Segment Start: PROVIDED RECORDS
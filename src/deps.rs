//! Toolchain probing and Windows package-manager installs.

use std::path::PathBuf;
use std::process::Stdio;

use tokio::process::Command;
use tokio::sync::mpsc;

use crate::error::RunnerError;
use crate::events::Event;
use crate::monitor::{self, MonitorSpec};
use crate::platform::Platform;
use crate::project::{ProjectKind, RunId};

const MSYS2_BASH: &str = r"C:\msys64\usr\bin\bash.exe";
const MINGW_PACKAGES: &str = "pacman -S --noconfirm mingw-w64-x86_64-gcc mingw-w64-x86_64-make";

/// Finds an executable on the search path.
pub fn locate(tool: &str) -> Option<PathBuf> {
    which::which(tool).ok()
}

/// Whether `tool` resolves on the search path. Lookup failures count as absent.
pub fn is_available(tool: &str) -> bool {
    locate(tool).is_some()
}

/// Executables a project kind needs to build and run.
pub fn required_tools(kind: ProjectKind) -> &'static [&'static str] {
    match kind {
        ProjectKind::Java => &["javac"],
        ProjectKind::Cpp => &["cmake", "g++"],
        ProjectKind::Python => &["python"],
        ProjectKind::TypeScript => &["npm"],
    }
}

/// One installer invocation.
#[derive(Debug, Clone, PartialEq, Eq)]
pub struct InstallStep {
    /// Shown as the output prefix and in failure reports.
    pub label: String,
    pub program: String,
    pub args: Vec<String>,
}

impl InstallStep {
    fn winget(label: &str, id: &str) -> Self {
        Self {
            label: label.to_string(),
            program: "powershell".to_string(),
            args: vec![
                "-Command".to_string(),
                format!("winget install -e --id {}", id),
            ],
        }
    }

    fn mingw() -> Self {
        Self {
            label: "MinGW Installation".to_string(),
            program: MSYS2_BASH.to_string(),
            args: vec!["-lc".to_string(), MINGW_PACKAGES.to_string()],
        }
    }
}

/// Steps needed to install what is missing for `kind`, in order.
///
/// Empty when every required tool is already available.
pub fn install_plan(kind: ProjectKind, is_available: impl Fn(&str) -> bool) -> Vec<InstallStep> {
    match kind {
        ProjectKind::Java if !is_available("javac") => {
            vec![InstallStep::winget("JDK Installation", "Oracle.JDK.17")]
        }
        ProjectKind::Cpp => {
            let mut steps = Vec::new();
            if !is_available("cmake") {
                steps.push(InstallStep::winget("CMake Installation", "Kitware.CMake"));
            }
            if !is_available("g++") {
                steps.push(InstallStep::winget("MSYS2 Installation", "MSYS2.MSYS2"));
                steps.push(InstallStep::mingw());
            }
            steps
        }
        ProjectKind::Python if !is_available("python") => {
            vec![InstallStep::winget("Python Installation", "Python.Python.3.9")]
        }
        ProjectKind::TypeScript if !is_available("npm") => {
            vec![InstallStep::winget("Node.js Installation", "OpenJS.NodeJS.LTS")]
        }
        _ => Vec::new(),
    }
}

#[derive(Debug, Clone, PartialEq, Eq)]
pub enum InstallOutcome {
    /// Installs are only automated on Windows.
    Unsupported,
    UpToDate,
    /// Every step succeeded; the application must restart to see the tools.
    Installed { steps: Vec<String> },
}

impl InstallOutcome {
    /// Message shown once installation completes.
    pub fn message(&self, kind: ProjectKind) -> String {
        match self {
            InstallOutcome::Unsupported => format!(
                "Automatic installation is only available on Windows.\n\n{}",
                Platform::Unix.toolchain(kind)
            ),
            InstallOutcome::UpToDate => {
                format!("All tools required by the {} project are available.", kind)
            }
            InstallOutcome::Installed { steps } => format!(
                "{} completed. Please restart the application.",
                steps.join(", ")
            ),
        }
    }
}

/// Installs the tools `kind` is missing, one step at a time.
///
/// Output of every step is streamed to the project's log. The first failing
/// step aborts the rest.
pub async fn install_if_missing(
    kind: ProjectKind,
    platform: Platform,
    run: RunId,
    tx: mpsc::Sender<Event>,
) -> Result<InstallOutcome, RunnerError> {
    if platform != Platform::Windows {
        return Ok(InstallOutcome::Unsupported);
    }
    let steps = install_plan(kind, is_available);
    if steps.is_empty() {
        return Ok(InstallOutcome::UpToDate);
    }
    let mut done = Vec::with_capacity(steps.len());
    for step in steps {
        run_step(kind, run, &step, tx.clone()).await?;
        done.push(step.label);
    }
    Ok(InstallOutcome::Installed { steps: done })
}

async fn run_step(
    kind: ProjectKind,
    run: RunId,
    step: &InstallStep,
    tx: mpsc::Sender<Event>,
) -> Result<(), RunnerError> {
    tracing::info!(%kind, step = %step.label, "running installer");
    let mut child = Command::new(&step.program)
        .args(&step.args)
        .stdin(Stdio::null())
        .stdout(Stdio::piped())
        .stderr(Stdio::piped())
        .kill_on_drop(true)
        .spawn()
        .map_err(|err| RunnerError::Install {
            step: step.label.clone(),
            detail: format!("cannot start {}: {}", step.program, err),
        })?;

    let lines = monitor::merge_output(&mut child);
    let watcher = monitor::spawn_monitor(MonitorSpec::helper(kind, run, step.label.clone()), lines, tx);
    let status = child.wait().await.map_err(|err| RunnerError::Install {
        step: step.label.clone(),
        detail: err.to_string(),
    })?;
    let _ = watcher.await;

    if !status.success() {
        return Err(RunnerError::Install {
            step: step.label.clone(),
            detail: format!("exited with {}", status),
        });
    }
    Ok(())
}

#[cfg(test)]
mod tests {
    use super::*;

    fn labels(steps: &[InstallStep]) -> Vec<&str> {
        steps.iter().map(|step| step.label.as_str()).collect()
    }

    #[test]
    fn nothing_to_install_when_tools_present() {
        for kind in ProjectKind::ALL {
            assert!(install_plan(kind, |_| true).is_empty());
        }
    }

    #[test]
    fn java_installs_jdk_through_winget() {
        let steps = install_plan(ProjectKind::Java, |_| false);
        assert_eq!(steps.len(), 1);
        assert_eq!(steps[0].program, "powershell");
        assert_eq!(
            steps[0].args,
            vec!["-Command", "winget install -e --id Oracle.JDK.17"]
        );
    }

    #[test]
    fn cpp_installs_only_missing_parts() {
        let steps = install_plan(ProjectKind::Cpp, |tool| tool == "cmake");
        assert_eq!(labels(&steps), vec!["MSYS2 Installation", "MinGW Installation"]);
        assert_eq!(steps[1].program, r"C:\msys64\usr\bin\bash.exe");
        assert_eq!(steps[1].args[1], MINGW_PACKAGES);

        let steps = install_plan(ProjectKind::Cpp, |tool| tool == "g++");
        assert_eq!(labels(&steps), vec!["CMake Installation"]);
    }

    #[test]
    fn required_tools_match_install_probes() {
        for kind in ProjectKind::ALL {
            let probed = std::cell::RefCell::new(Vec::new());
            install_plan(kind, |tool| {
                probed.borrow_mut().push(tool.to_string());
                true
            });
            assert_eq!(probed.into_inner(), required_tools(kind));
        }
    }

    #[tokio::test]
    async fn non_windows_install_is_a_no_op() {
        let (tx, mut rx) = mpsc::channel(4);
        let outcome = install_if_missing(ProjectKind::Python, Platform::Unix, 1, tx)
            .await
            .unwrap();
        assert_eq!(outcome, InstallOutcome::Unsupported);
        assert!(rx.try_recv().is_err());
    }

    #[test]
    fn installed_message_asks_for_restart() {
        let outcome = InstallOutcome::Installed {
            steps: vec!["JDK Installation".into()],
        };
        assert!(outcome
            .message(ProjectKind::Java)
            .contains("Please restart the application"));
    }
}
Segment End: PROVIDED RECORDS
A complete answer gives every line of the data that includes "MonitorSpec".

## PROBLEM SOLUTION
use crate::monitor::{self, MonitorSpec};
    let watcher = monitor::spawn_monitor(MonitorSpec::helper(kind, run, step.label.clone()), lines, tx);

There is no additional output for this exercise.